Firstly, as expected, duration of fricatives is longer in dysarthric speakers. This also extends to dysarthric speakers who are highly intelligible.
Spectral moments also showed very interesting effects on dysarthric speakers. Mean spectral peak had significant effects between speaker groups and was still able to distinguish between most places of articulation and in dysarthric speakers. In general, mean spectral peak was lower for dysarthric speakers for all fricatives, which is inconsistent with Tjaden & Turner (1997)’s findings which saw higher peaks in dysarthric speakers for /∫/ and no difference for /s/. Our finding also contradicts Kim (2017)’s results which showed no significant group effects for mean spectral peak.
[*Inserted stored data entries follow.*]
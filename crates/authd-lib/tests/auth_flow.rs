//! End-to-end flows through the auth service.
mod common;

use authd_common::ProfilePatch;
use authd_lib::auth::verify_password;
use authd_lib::error::AuthError;
use common::{open_system, register_input};
use tempfile::tempdir;

#[tokio::test]
async fn register_authenticates_and_token_restores_same_account() {
    let dir = tempdir().unwrap();
    let system = open_system(dir.path(), 86_400).await;

    let session = system
        .auth
        .register(register_input("tuser", "t@x.com", "Passw0rd"))
        .await
        .unwrap();

    assert!(system.auth.is_authenticated().await);
    assert!(session.account.last_login_at.is_some());

    let restored = system.auth.restore_session(&session.token).await.unwrap();
    assert_eq!(restored.unwrap().id, session.account.id);
}

#[tokio::test]
async fn duplicate_email_conflicts_regardless_of_case() {
    let dir = tempdir().unwrap();
    let system = open_system(dir.path(), 86_400).await;

    system
        .auth
        .register(register_input("first", "A@x.com", "Passw0rd"))
        .await
        .unwrap();

    let err = system
        .auth
        .register(register_input("second", "a@x.com", "Passw0rd"))
        .await
        .unwrap_err();
    assert!(matches!(err, AuthError::Conflict("email")));

    // same for usernames
    let err = system
        .auth
        .register(register_input("FIRST", "other@x.com", "Passw0rd"))
        .await
        .unwrap_err();
    assert!(matches!(err, AuthError::Conflict("username")));
}

#[tokio::test]
async fn unknown_email_and_wrong_password_are_indistinguishable() {
    let dir = tempdir().unwrap();
    let system = open_system(dir.path(), 86_400).await;

    system
        .auth
        .register(register_input("tuser", "t@x.com", "Passw0rd"))
        .await
        .unwrap();
    system.auth.logout().await.unwrap();

    let unknown = system
        .auth
        .login("unknown@x.com", "anything")
        .await
        .unwrap_err();
    let wrong = system.auth.login("t@x.com", "WrongPassw0rd").await.unwrap_err();

    assert!(matches!(unknown, AuthError::InvalidCredentials));
    assert!(matches!(wrong, AuthError::InvalidCredentials));
    assert_eq!(unknown.error_code(), wrong.error_code());
    assert_eq!(unknown.to_string(), wrong.to_string());
}

#[tokio::test]
async fn failed_registration_writes_nothing() {
    let dir = tempdir().unwrap();
    let system = open_system(dir.path(), 86_400).await;

    let mut mismatched = register_input("tuser", "t@x.com", "Passw0rd");
    mismatched.confirm_password = "Different1".to_string();
    let err = system.auth.register(mismatched).await.unwrap_err();
    assert!(matches!(err, AuthError::PasswordMismatch));

    let err = system
        .auth
        .register(register_input("tuser", "t@x.com", "weakpass"))
        .await
        .unwrap_err();
    assert!(matches!(err, AuthError::WeakPassword));

    assert!(system.accounts.find_by_email("t@x.com").await.is_none());
    assert!(!system.auth.is_authenticated().await);
    assert!(system.sessions.is_empty().await);
}

#[tokio::test]
async fn logout_is_idempotent() {
    let dir = tempdir().unwrap();
    let system = open_system(dir.path(), 86_400).await;

    system
        .auth
        .register(register_input("tuser", "t@x.com", "Passw0rd"))
        .await
        .unwrap();

    system.auth.logout().await.unwrap();
    assert!(!system.auth.is_authenticated().await);

    // a second logout from an anonymous context still reports success
    system.auth.logout().await.unwrap();
    assert!(!system.auth.is_authenticated().await);
}

#[tokio::test]
async fn protected_operations_require_a_session() {
    let dir = tempdir().unwrap();
    let system = open_system(dir.path(), 86_400).await;

    let err = system
        .auth
        .update_profile(ProfilePatch::default())
        .await
        .unwrap_err();
    assert!(matches!(err, AuthError::Unauthenticated));

    let err = system
        .auth
        .change_password("Passw0rd", "NewPassw0rd1")
        .await
        .unwrap_err();
    assert!(matches!(err, AuthError::Unauthenticated));

    assert!(system.auth.account_stats().await.is_none());
    assert!(system.auth.current_account().await.is_none());
}

#[tokio::test]
async fn profile_update_merges_shallowly() {
    let dir = tempdir().unwrap();
    let system = open_system(dir.path(), 86_400).await;

    system
        .auth
        .register(register_input("tuser", "t@x.com", "Passw0rd"))
        .await
        .unwrap();

    system
        .auth
        .update_profile(ProfilePatch {
            bio: Some("systems person".to_string()),
            skills: Some(vec!["Rust".to_string()]),
            ..Default::default()
        })
        .await
        .unwrap();

    // a later patch touching one field leaves the others alone
    let profile = system
        .auth
        .update_profile(ProfilePatch {
            location: Some("Oslo".to_string()),
            ..Default::default()
        })
        .await
        .unwrap();

    assert_eq!(profile.bio, "systems person");
    assert_eq!(profile.skills, vec!["Rust".to_string()]);
    assert_eq!(profile.location, "Oslo");
}

#[tokio::test]
async fn rejected_password_change_leaves_the_stored_hash_alone() {
    let dir = tempdir().unwrap();
    let system = open_system(dir.path(), 86_400).await;

    system
        .auth
        .register(register_input("tuser", "t@x.com", "Passw0rd"))
        .await
        .unwrap();

    // correct current password, weak replacement
    let err = system
        .auth
        .change_password("Passw0rd", "weak")
        .await
        .unwrap_err();
    assert!(matches!(err, AuthError::WeakPassword));

    // wrong current password
    let err = system
        .auth
        .change_password("NotPassw0rd", "StillGood1")
        .await
        .unwrap_err();
    assert!(matches!(err, AuthError::InvalidCredentials));

    let account = system.accounts.find_by_email("t@x.com").await.unwrap();
    assert!(verify_password(&account.password_hash, "Passw0rd"));
}

#[tokio::test]
async fn successful_password_change_swaps_the_credential() {
    let dir = tempdir().unwrap();
    let system = open_system(dir.path(), 86_400).await;

    system
        .auth
        .register(register_input("tuser", "t@x.com", "Passw0rd"))
        .await
        .unwrap();

    system
        .auth
        .change_password("Passw0rd", "NewPassw0rd1")
        .await
        .unwrap();
    system.auth.logout().await.unwrap();

    let err = system.auth.login("t@x.com", "Passw0rd").await.unwrap_err();
    assert!(matches!(err, AuthError::InvalidCredentials));

    let session = system.auth.login("t@x.com", "NewPassw0rd1").await.unwrap();
    assert_eq!(session.account.email, "t@x.com");
}

#[tokio::test]
async fn register_logout_login_round_trip() {
    let dir = tempdir().unwrap();
    let system = open_system(dir.path(), 86_400).await;

    let registered = system
        .auth
        .register(register_input("tuser", "t@x.com", "Passw0rd"))
        .await
        .unwrap();
    assert!(system.auth.is_authenticated().await);
    assert_eq!(registered.account.email, "t@x.com");
    assert!(registered.account.last_login_at.is_some());

    system.auth.logout().await.unwrap();
    assert!(!system.auth.is_authenticated().await);

    let logged_in = system.auth.login("t@x.com", "Passw0rd").await.unwrap();
    assert!(system.auth.is_authenticated().await);
    assert_eq!(logged_in.account.id, registered.account.id);
}

#[tokio::test]
async fn stats_reflect_the_authenticated_account() {
    let dir = tempdir().unwrap();
    let system = open_system(dir.path(), 86_400).await;

    system
        .auth
        .register(register_input("tuser", "t@x.com", "Passw0rd"))
        .await
        .unwrap();

    let stats = system.auth.account_stats().await.unwrap();
    assert_eq!(stats.total_accounts, 1);
    assert_eq!(stats.days_since_registration, 0);
    assert_eq!(stats.days_since_last_login, Some(0));
}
Various reason may explain why these differences were apparent.
Firstly, the previous studies looked at dysarthric with ALS and Parkinson’s respectively. Therefore, it could simply be the case that individuals with cerebral palsy display unique articulatory difficulties with fricatives. This would support Antolík & Fougeron (2013)’s finding that fricative distortions are more diverse in dysarthric speakers with cerebral ataxia compared to Parkinson’s and ALS speakers. Another possible explanation is that we averaged scores of all speakers not just ones with mild to moderate dysarthria. However, we also conducted a statistical analysis on the fricatives of highly intelligible dysarthria and still found mean spectral peak to have a significant group effect.
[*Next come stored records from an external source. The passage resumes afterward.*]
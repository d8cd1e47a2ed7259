// ============================
// crates/authd-lib/src/store/session.rs
// ============================
//! Session token handling and lifecycle.
//!
//! Expiry is enforced lazily at read time: an expired row is deleted the
//! first time it is looked up, so no background sweep task is needed.
//! Every mutation is broadcast as a [`SessionEvent`], which lets any
//! number of contexts (other tabs, a presentation adapter, tests) react
//! to session changes without watching the storage layer directly.
use std::collections::HashMap;
use std::sync::Arc;
use std::time::Duration;
use chrono::Utc;
use tokio::sync::{broadcast, RwLock};
use metrics::{counter, gauge};
use authd_common::Session;
use crate::auth::token::generate_secure_token;
use crate::error::AuthError;
use crate::storage::Storage;
use crate::store::CredentialStore;

/// Default session TTL (time to live)
pub const DEFAULT_SESSION_TTL: Duration = Duration::from_secs(60 * 60 * 24); // 24 hours

/// Emitted on every session mutation
#[derive(Debug, Clone, PartialEq, Eq)]
pub enum SessionEvent {
    Created { token: String },
    Deleted { token: String },
    /// Dropped lazily after its TTL elapsed
    Expired { token: String },
}

/// Store of live sessions for all authenticated contexts
pub struct SessionStore {
    sessions: RwLock<HashMap<String, Session>>,
    ttl: chrono::Duration,
    storage: Arc<dyn Storage>,
    events: broadcast::Sender<SessionEvent>,
}

impl SessionStore {
    /// Load persisted sessions and fix the TTL for newly created ones
    pub async fn open(storage: Arc<dyn Storage>, ttl: Duration) -> Result<Self, AuthError> {
        let sessions = storage.load_sessions().await?;
        let ttl = chrono::Duration::from_std(ttl)
            .map_err(|e| AuthError::Internal(e.to_string()))?;
        let (events, _) = broadcast::channel(32);

        Ok(Self {
            sessions: RwLock::new(sessions),
            ttl,
            storage,
            events,
        })
    }

    /// Create a session bound to `account_id`.
    ///
    /// The token is regenerated until it is unique among live tokens;
    /// with 256 bits of entropy a retry is astronomically unlikely, the
    /// loop just makes the uniqueness invariant unconditional.
    pub async fn create(&self, account_id: String) -> Result<Session, AuthError> {
        let mut sessions = self.sessions.write().await;

        let mut token = generate_secure_token();
        while sessions.contains_key(&token) {
            token = generate_secure_token();
        }

        let now = Utc::now();
        let session = Session {
            token: token.clone(),
            account_id,
            created_at: now,
            expires_at: now + self.ttl,
        };
        sessions.insert(token.clone(), session.clone());
        self.storage.save_sessions(&sessions).await?;

        counter!("session.created", 1);
        gauge!("session.active", sessions.len() as f64);

        let _ = self.events.send(SessionEvent::Created { token });
        Ok(session)
    }

    /// Look up a live session.
    ///
    /// Returns the session only if the token is present, unexpired, and
    /// its account still resolves. A present-but-expired row is deleted
    /// before reporting absent, and so is a row whose account is gone
    /// (the session holds a weak reference to the account, never the
    /// reverse).
    pub async fn find_valid(
        &self,
        token: &str,
        accounts: &CredentialStore,
    ) -> Result<Option<Session>, AuthError> {
        let mut sessions = self.sessions.write().await;

        let Some(session) = sessions.get(token).cloned() else {
            return Ok(None);
        };

        if session.is_expired_at(Utc::now()) {
            sessions.remove(token);
            self.storage.save_sessions(&sessions).await?;

            counter!("session.expired", 1);
            gauge!("session.active", sessions.len() as f64);

            let _ = self.events.send(SessionEvent::Expired {
                token: token.to_string(),
            });
            return Ok(None);
        }

        if accounts.find_by_id(&session.account_id).await.is_none() {
            tracing::warn!(token_prefix = &token[..8.min(token.len())], "dropping session bound to missing account");
            sessions.remove(token);
            self.storage.save_sessions(&sessions).await?;

            let _ = self.events.send(SessionEvent::Deleted {
                token: token.to_string(),
            });
            return Ok(None);
        }

        Ok(Some(session))
    }

    /// Delete a session; idempotent, absent tokens are not an error
    pub async fn delete(&self, token: &str) -> Result<(), AuthError> {
        let mut sessions = self.sessions.write().await;

        if sessions.remove(token).is_some() {
            self.storage.save_sessions(&sessions).await?;

            counter!("session.deleted", 1);
            gauge!("session.active", sessions.len() as f64);

            let _ = self.events.send(SessionEvent::Deleted {
                token: token.to_string(),
            });
        }

        Ok(())
    }

    /// Subscribe to session mutations
    pub fn subscribe(&self) -> broadcast::Receiver<SessionEvent> {
        self.events.subscribe()
    }

    /// Number of sessions currently held, expired rows included until
    /// their first read
    pub async fn len(&self) -> usize {
        self.sessions.read().await.len()
    }

    pub async fn is_empty(&self) -> bool {
        self.sessions.read().await.is_empty()
    }
}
Chen & Stevens (2001) study found that even highly intelligible speakers with dysarthria had deviations in spectral tilt for /s/. They hypothesized that impaired motor control of the tongue blade was a likely factor. Given that the dysarthric speakers we analysed also had impaired motor control of their articulators, it is possible that participants were unable to position their tongue and other articulators to produce high frequency energy. This could lead to an overall lower mean spectral peak.
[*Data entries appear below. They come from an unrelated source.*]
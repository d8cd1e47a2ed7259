// ============================
// crates/authd-lib/src/auth/mod.rs
// ============================
//! Authentication module.

pub mod context;
pub mod password;
pub mod service;
pub mod token;

pub use context::AuthContext;
pub use password::{
    hash_password, hash_password_secure, validate_password_strength, verify_password,
    PasswordRequirements, MIN_PASSWORD_LENGTH,
};
pub use service::{AuthService, AuthStateChanged};
pub use token::generate_secure_token;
Variance also had a significant effect between groups and was still able to distinguish between some places of articulation for dysarthric speakers. Our measurements also follow Jongman et al. (2000)’s finding that sibilants have less variance than non-sibilant fricatives. However, this distinction was much less visible for dysarthric speakers with low intelligibility. Lastly, skewness measurements revealed several findings. While there were no overall significant group effects, significant effects were seen when looking at individual fricative pairs. Our findings also support Jongman’s finding that /∫/ has a more positive skewness than /s/ and a higher skewness overall.
These results are promising in showing that the acoustics of fricatives can be used to identify dysarthric speakers. Duration along with mean spectral peak and variance all showed significant group effects even with highly intelligible dysarthric speakers. Traditional diagnosis for dysarthria requires the subjective analysis of a trained speech pathologist, which can be costly and time consuming. Future research should investigate whether the acoustic properties of fricatives can be used as features for automatic classification. An automatic method of diagnostics can aid speech pathologists in their assessments and provide a more objective analysis.
It would also be worth examining which specific fricatives are commonly misarticulated and how they are perceived by native listeners. A follow-up perception test to see how listeners perceive different fricatives from dysarthric speakers can provide more insight into how human listeners perceive impaired speech.
In conclusion, this study showed how acoustic measurements of several fricatives can differ in dysarthric speakers but still be a cue in discriminating different places of articulation.